3. Gouvernance et rémunération des dirigeants et des entreprises cotées, des banques, des établissements financiers et des fonds d'investissements : encadrement, plafonnement et limitation
Afin d’empêcher pour l’avenir les excès connus, mis en lumière par la crise financière en matière de rémunérations variables des dirigeants et des entreprises cotées, des banques, des établissements financiers et des fonds d'investissements, l’Union européenne doit adopter une législation contraignante visant à encadrer, plafonner et limiter les rémunérations variables et différées et à réformer la gouvernance de ces entreprises, nous proposons :
- d'interdire le cumul d'un mandat social avec un contrat de travail dans l'entreprise dans laquelle s'exerce ce mandat,
- de soumettre au contrôle de l'assemblée générale des actionnaires, après avis conforme du comité d'entreprise, les rémunérations des dirigeants et mandataires sociaux des entreprises cotées,
- de conférer au comité des rémunération la responsabilité de superviser, de contrôler et de présenter la politique de rémunération de l'entreprise, selon des critères de performance et en mettant en évidence la part fixe et la part variable des rémunérations,
- de déterminer les droits des dirigeants et mandataires sociaux, en proportion du temps passé au sein de la société, attachés aux options ou souscriptions d'options et actions gratuites, dont au moins une fraction égale au deux tiers est étalée sur au moins 3 ans, avec une clause de retenue ou de restitution (clawback) en cas de résultats négatifs ultérieurs,
- de proposer un ratio, soumis au vote de l'assemblée générale des actionnaires, de l'écart entre la plus basse rémunération et la rémunération des principaux cadres dirigeants de l'entreprise,
- de limiter la rémunération globale des principaux dirigeants des sociétés bénéficiaires de l'aide des Etats sous forme de recapitalisation ou de garantie,
- de limiter la part variable de la rémunération par rapport à la part fixe,
- de limiter et de taxer les indemnités de départ,
- d'exclure toute option de souscription ou d'attribution d'action, ou d'actions gratuites pour les dirigeants des sociétés bénéficiaires de l'aide des Etats sous forme de recapitalisation ou de garantie,
- d'encadrer les rémunérations variables des opérateurs financiers et de marchés (traders, cadres commerciaux, conseils et gérants) afin d'exclure les pratiques de bonus garantis, calculés selon des critères de performance adossés aux gains réels dégagés et établis sur une perspective de long terme.

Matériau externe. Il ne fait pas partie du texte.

//! Screenshot export for captured frames.

use image::{ImageBuffer, Rgba};
use std::path::Path;

/// Saves raw RGBA pixel data to an image file.
///
/// # Arguments
/// * `filename` - Output filename (supports .png, .jpg, .jpeg)
/// * `data` - Raw RGBA pixel data (4 bytes per pixel, as read back from the `Rgba8Unorm` target)
/// * `width` - Image width in pixels
/// * `height` - Image height in pixels
///
/// # Errors
/// Returns an error if the file cannot be written or format is unsupported.
pub fn save_image(
    filename: impl AsRef<Path>,
    data: &[u8],
    width: u32,
    height: u32,
) -> Result<(), ScreenshotError> {
    let path = filename.as_ref();
    let extension = path
        .extension()
        .and_then(|e| e.to_str())
        .map(str::to_lowercase)
        .unwrap_or_default();

    // wgpu uses a top-left origin, so no vertical flip is needed
    let img: ImageBuffer<Rgba<u8>, Vec<u8>> = ImageBuffer::from_raw(width, height, data.to_vec())
        .ok_or(ScreenshotError::InvalidImageData)?;

    match extension.as_str() {
        "png" => {
            img.save_with_format(path, image::ImageFormat::Png)?;
        }
        "jpg" | "jpeg" => {
            // JPEG has no alpha channel
            let rgb_img = image::DynamicImage::ImageRgba8(img).to_rgb8();
            rgb_img.save_with_format(path, image::ImageFormat::Jpeg)?;
        }
        _ => {
            return Err(ScreenshotError::UnsupportedFormat(extension));
        }
    }

    log::info!("saved {width}x{height} frame to {}", path.display());
    Ok(())
}

/// Encodes raw RGBA pixel data as PNG in memory.
pub fn save_to_buffer(data: &[u8], width: u32, height: u32) -> Result<Vec<u8>, ScreenshotError> {
    let img: ImageBuffer<Rgba<u8>, Vec<u8>> = ImageBuffer::from_raw(width, height, data.to_vec())
        .ok_or(ScreenshotError::InvalidImageData)?;

    let mut buffer = std::io::Cursor::new(Vec::new());
    img.write_to(&mut buffer, image::ImageFormat::Png)?;

    Ok(buffer.into_inner())
}

/// Error type for screenshot operations.
#[derive(Debug, thiserror::Error)]
pub enum ScreenshotError {
    #[error("Failed to save image: {0}")]
    IoError(#[from] std::io::Error),

    #[error("Image encoding error: {0}")]
    ImageError(#[from] image::ImageError),

    #[error("Unsupported image format: {0}")]
    UnsupportedFormat(String),

    #[error("Invalid image data")]
    InvalidImageData,

    #[error("GPU buffer mapping failed")]
    BufferMapFailed,
}

#[cfg(test)]
mod tests {
    use super::*;

    fn checker(width: u32, height: u32) -> Vec<u8> {
        (0..width * height)
            .flat_map(|i| if i % 2 == 0 { [255, 0, 0, 255] } else { [0, 0, 255, 128] })
            .collect()
    }

    #[test]
    fn test_png_buffer_round_trip() {
        let data = checker(4, 3);
        let png = save_to_buffer(&data, 4, 3).unwrap();
        let decoded = image::load_from_memory(&png).unwrap().to_rgba8();
        assert_eq!(decoded.dimensions(), (4, 3));
        assert_eq!(decoded.into_raw(), data);
    }

    #[test]
    fn test_wrong_length() {
        assert!(matches!(
            save_to_buffer(&[0; 7], 2, 1),
            Err(ScreenshotError::InvalidImageData)
        ));
    }

    #[test]
    fn test_unsupported_extension() {
        let path = std::env::temp_dir().join("volray-frame.tiff");
        assert!(matches!(
            save_image(&path, &checker(2, 2), 2, 2),
            Err(ScreenshotError::UnsupportedFormat(ext)) if ext == "tiff"
        ));
    }

    #[test]
    fn test_save_png_file() {
        let path = std::env::temp_dir().join(format!("volray-{}-frame.png", std::process::id()));
        save_image(&path, &checker(2, 2), 2, 2).unwrap();
        let decoded = image::open(&path).unwrap();
        std::fs::remove_file(&path).ok();
        assert_eq!(decoded.width(), 2);
    }
}
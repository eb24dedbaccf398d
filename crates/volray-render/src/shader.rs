//! Shader management.
//!
//! Every raycasting program is the shared prelude (bindings, vertex stage,
//! ray setup) followed by one fragment stage per [`RenderMode`].

use volray_core::RenderMode;

use crate::error::{RenderError, RenderResult};

/// Bindings, vertex stage and ray helpers shared by all modes.
pub const RAYCAST_COMMON: &str = include_str!("shaders/raycast_common.wgsl");

/// Fragment stage source for a render mode.
#[must_use]
pub fn fragment_source(mode: RenderMode) -> &'static str {
    match mode {
        RenderMode::Isosurface => include_str!("shaders/isosurface.wgsl"),
        RenderMode::AlphaBlending => include_str!("shaders/alpha_blending.wgsl"),
        RenderMode::MaximumIntensityProjection => include_str!("shaders/mip.wgsl"),
    }
}

/// Builder for creating shader modules.
pub struct ShaderBuilder {
    vertex_source: Option<String>,
    fragment_source: Option<String>,
    label: Option<String>,
}

impl ShaderBuilder {
    /// Creates a new shader builder.
    #[must_use]
    pub fn new() -> Self {
        Self {
            vertex_source: None,
            fragment_source: None,
            label: None,
        }
    }

    /// Builder preloaded with the program for `mode`.
    #[must_use]
    pub fn for_mode(mode: RenderMode) -> Self {
        Self::new()
            .with_label(format!("{mode} raycast shader"))
            .with_vertex(RAYCAST_COMMON)
            .with_fragment(fragment_source(mode))
    }

    /// Sets the vertex shader source (WGSL).
    pub fn with_vertex(mut self, source: impl Into<String>) -> Self {
        self.vertex_source = Some(source.into());
        self
    }

    /// Sets the fragment shader source (WGSL).
    pub fn with_fragment(mut self, source: impl Into<String>) -> Self {
        self.fragment_source = Some(source.into());
        self
    }

    /// Sets the shader label for debugging.
    pub fn with_label(mut self, label: impl Into<String>) -> Self {
        self.label = Some(label.into());
        self
    }

    /// Label the module is created with.
    #[must_use]
    pub fn label(&self) -> Option<&str> {
        self.label.as_deref()
    }

    /// Builds the shader module (does not create pipeline).
    pub fn build_module(&self, device: &wgpu::Device) -> RenderResult<wgpu::ShaderModule> {
        let source = self.combined_source()?;

        let module = device.create_shader_module(wgpu::ShaderModuleDescriptor {
            label: self.label.as_deref(),
            source: wgpu::ShaderSource::Wgsl(source.into()),
        });

        Ok(module)
    }

    /// The full WGSL source the module is built from.
    pub fn combined_source(&self) -> RenderResult<String> {
        let vertex = self
            .vertex_source
            .as_ref()
            .ok_or_else(|| RenderError::ShaderCompilationFailed("missing vertex shader".into()))?;

        let fragment = self.fragment_source.as_ref().ok_or_else(|| {
            RenderError::ShaderCompilationFailed("missing fragment shader".into())
        })?;

        Ok(format!("{vertex}\n\n{fragment}"))
    }
}

impl Default for ShaderBuilder {
    fn default() -> Self {
        Self::new()
    }
}

#[cfg(test)]
mod tests {
    use super::*;

    #[test]
    fn test_missing_stage() {
        let builder = ShaderBuilder::new().with_vertex(RAYCAST_COMMON);
        assert!(matches!(
            builder.combined_source(),
            Err(RenderError::ShaderCompilationFailed(_))
        ));
    }

    #[test]
    fn test_every_mode_has_one_fragment_entry() {
        for mode in RenderMode::ALL {
            let source = ShaderBuilder::for_mode(mode).combined_source().unwrap();
            assert_eq!(source.matches("fn vs_main").count(), 1, "{mode}");
            assert_eq!(source.matches("fn fs_main").count(), 1, "{mode}");
            assert!(source.contains("struct RaycastUniforms"));
        }
    }

    #[test]
    fn test_threshold_read_only_by_isosurface() {
        assert!(fragment_source(RenderMode::Isosurface).contains("u.threshold"));
        assert!(!fragment_source(RenderMode::AlphaBlending).contains("u.threshold"));
        assert!(!fragment_source(RenderMode::MaximumIntensityProjection).contains("u.threshold"));
    }

    #[test]
    fn test_prelude_precedes_fragment() {
        for mode in RenderMode::ALL {
            let source = ShaderBuilder::for_mode(mode).combined_source().unwrap();
            assert!(source.starts_with(RAYCAST_COMMON), "{mode}");
            assert!(source.ends_with(fragment_source(mode)), "{mode}");
        }
    }

    #[test]
    fn test_labels() {
        let builder = ShaderBuilder::for_mode(RenderMode::MaximumIntensityProjection);
        assert_eq!(builder.label(), Some("MIP raycast shader"));
    }
}
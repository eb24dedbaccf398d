//! volray: GPU volume raycasting for structured-points volume files.
//!
//! A volume file is parsed, normalized to one byte per voxel and uploaded
//! as a 3D texture. Each frame marches one ray per pixel through it using
//! one of three shading modes: isosurface, alpha blending or maximum
//! intensity projection.
//!
//! # Quick Start
//!
//! ```no_run
//! use volray::*;
//!
//! fn main() -> Result<()> {
//!     init_logging();
//!
//!     let mut viewer = Viewer::new(800, 600)?;
//!     viewer.set_volume("head.vtk")?;
//!     viewer.set_mode("Isosurface")?;
//!     viewer.set_threshold_percent(30.0);
//!     viewer.render_to_file("head.png")?;
//!
//!     Ok(())
//! }
//! ```

// Documentation lints - internal functions don't need exhaustive panic/error docs
#![allow(clippy::missing_panics_doc)]
#![allow(clippy::missing_errors_doc)]
#![allow(clippy::must_use_candidate)]
#![allow(clippy::cast_precision_loss)]
#![allow(clippy::cast_possible_truncation)]
#![allow(clippy::cast_sign_loss)]

mod error;
mod headless;
mod viewer;

pub use error::{Result, ViewerError};
pub use headless::{render_volume_to_file, render_volume_to_image};
pub use viewer::Viewer;

// Re-export core types
pub use volray_core::{
    normalize, read_volume, read_volume_from, FormatError, NormalizedVolume, Options, RawVolume,
    RenderMode, RenderState, ScalarType, TrackBall, VolrayError, VolumeGeometry, Mat4, Quat,
    UVec3, Vec2, Vec3,
};

// Re-export render types
pub use volray_render::{RaycastRenderer, RenderEngine, RenderError, ScreenshotError};

/// Initializes the `env_logger` backend for the `log` facade.
///
/// Safe to call more than once; later calls are ignored.
pub fn init_logging() {
    let _ = env_logger::try_init();
}
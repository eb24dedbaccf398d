//! Headless rendering API.
//!
//! One-shot helpers that load a volume file and render a single frame
//! without a window. Useful for batch processing and automated screenshots.

use std::path::Path;

use volray_core::RenderMode;

use crate::error::Result;
use crate::viewer::Viewer;

/// Renders a volume file to a raw RGBA pixel buffer.
///
/// The returned buffer has `width * height * 4` bytes, ordered row by row
/// from the top-left.
///
/// # Example
/// ```no_run
/// use volray::*;
///
/// let pixels = render_volume_to_image("head.vtk", 800, 600, RenderMode::MaximumIntensityProjection).unwrap();
/// assert_eq!(pixels.len(), 800 * 600 * 4);
/// ```
pub fn render_volume_to_image(
    path: impl AsRef<Path>,
    width: u32,
    height: u32,
    mode: RenderMode,
) -> Result<Vec<u8>> {
    let mut viewer = Viewer::new(width, height)?;
    viewer.set_volume(path)?;
    viewer.state_mut().set_mode(mode);
    viewer.render_to_image()
}

/// Renders a volume file and saves the frame as PNG or JPEG.
///
/// # Example
/// ```no_run
/// use volray::*;
///
/// render_volume_to_file("head.vtk", "head.png", 800, 600, RenderMode::AlphaBlending).unwrap();
/// ```
pub fn render_volume_to_file(
    path: impl AsRef<Path>,
    filename: impl AsRef<Path>,
    width: u32,
    height: u32,
    mode: RenderMode,
) -> Result<()> {
    let mut viewer = Viewer::new(width, height)?;
    viewer.set_volume(path)?;
    viewer.state_mut().set_mode(mode);
    viewer.render_to_file(filename)
}
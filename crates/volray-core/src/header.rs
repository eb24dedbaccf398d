//! Structured-points header parsing.
//!
//! The header is the first [`HEADER_LINE_COUNT`] lines of the file:
//!
//! ```text
//! # vtk DataFile Version 3.0
//! comment
//! BINARY
//! DATASET STRUCTURED_POINTS
//! DIMENSIONS 128 128 128
//! ORIGIN 0.0 0.0 0.0
//! SPACING 1.0 1.0 1.0
//! POINT_DATA 2097152
//! SCALARS image_data unsigned_char
//! LOOKUP_TABLE default
//! ```
//!
//! Directives may appear in any order after the signature line.

use std::str::FromStr;

use glam::{UVec3, Vec3};

use crate::error::{FormatError, FormatResult};
use crate::scalar::ScalarType;

/// Number of header lines preceding the sample data.
pub const HEADER_LINE_COUNT: usize = 10;

/// Signature the first header line must start with.
pub const MAGIC: &str = "# vtk";

/// How the samples following the header are encoded.
#[derive(Debug, Clone, Copy, PartialEq, Eq)]
pub enum Encoding {
    /// Tightly packed big-endian samples.
    Binary,
    /// Whitespace-separated decimal literals.
    Ascii,
}

/// Metadata read from a volume header.
#[derive(Debug, Clone, PartialEq)]
pub struct VolumeHeader {
    pub scalar_type: ScalarType,
    pub dimensions: UVec3,
    pub origin: Vec3,
    pub spacing: Vec3,
    pub encoding: Encoding,
}

impl VolumeHeader {
    /// Parses the header lines.
    ///
    /// Every field is validated before a header is returned, so a failed parse
    /// never yields a partially filled value.
    pub fn parse<S: AsRef<str>>(lines: &[S]) -> FormatResult<Self> {
        let first = lines.first().map(AsRef::<str>::as_ref).unwrap_or_default();
        if !first.starts_with(MAGIC) {
            return Err(FormatError::InvalidMagic);
        }

        let mut scalar_type = None;
        let mut dimensions = None;
        let mut origin = None;
        let mut spacing = None;

        for line in lines.iter().map(AsRef::<str>::as_ref) {
            if line.starts_with("SCALARS") {
                scalar_type = Some(parse_scalar_type(line)?);
            } else if line.starts_with("DIMENSIONS") {
                let [x, y, z] = parse_triple::<u32>(line, "dimensions")?;
                dimensions = Some(UVec3::new(x, y, z));
            } else if line.starts_with("ORIGIN") {
                origin = Some(Vec3::from_array(parse_triple::<f32>(line, "origin")?));
            } else if line.starts_with("SPACING") {
                spacing = Some(Vec3::from_array(parse_triple::<f32>(line, "spacing")?));
            }
        }

        Ok(Self {
            scalar_type: scalar_type.ok_or(FormatError::MissingDirective("SCALARS"))?,
            dimensions: dimensions.ok_or(FormatError::MissingDirective("DIMENSIONS"))?,
            origin: origin.ok_or(FormatError::MissingDirective("ORIGIN"))?,
            spacing: spacing.ok_or(FormatError::MissingDirective("SPACING"))?,
            encoding: parse_encoding(lines)?,
        })
    }

    /// Number of samples declared by the dimensions.
    pub fn element_count(&self) -> FormatResult<usize> {
        let overflow = || FormatError::SizeOverflow(self.dimensions.to_array());
        let count = u64::from(self.dimensions.x)
            .checked_mul(u64::from(self.dimensions.y))
            .and_then(|n| n.checked_mul(u64::from(self.dimensions.z)))
            .ok_or_else(overflow)?;
        usize::try_from(count).map_err(|_| overflow())
    }

    /// Size of the sample payload in bytes.
    pub fn payload_size(&self) -> FormatResult<usize> {
        self.element_count()?
            .checked_mul(self.scalar_type.size())
            .ok_or(FormatError::SizeOverflow(self.dimensions.to_array()))
    }
}

fn parse_scalar_type(line: &str) -> FormatResult<ScalarType> {
    let keyword = line
        .split_whitespace()
        .nth(2)
        .ok_or_else(|| FormatError::MalformedDirective {
            field: "data type",
            line: line.to_string(),
        })?;
    ScalarType::from_keyword(keyword)
        .ok_or_else(|| FormatError::UnsupportedScalarType(keyword.to_string()))
}

fn parse_triple<T: FromStr>(line: &str, field: &'static str) -> FormatResult<[T; 3]> {
    let malformed = || FormatError::MalformedDirective {
        field,
        line: line.to_string(),
    };
    let mut values = line.split_whitespace().skip(1).map(str::parse::<T>);
    let mut next = || values.next().and_then(std::result::Result::ok).ok_or_else(malformed);
    Ok([next()?, next()?, next()?])
}

/// The first encoding marker in header order wins.
fn parse_encoding<S: AsRef<str>>(lines: &[S]) -> FormatResult<Encoding> {
    lines
        .iter()
        .map(AsRef::<str>::as_ref)
        .find_map(|line| {
            if line.starts_with("BINARY") {
                Some(Encoding::Binary)
            } else if line.starts_with("ASCII") {
                Some(Encoding::Ascii)
            } else {
                None
            }
        })
        .ok_or(FormatError::MissingEncoding)
}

3. Supervision et surveillance :
Afin de donner corps à un système de supervision européen du secteur financier nous proposons :
- de placer ce système de supervision européen sous la direction d'une autorité de surveillance prudentielle du secteur financier, bancaire et d'assurance, dotée de pouvoirs juridiques et de sanctions,
- la mise en place d'un médiateur européen chargé de protéger les intérêts des ménages et des entreprises relativement au respect de l'obligation de crédit,
- d'obliger les Etats-membres à rendre compte de l'utilisation des aides publiques accordées aux établissements financiers et bancaires nationaux.
- que l’autorité de surveillance prudentielle européenne procède à la réalisation chaque semestre de tests de résistances du secteur financier et bancaire dont les résultats sont rendus publics.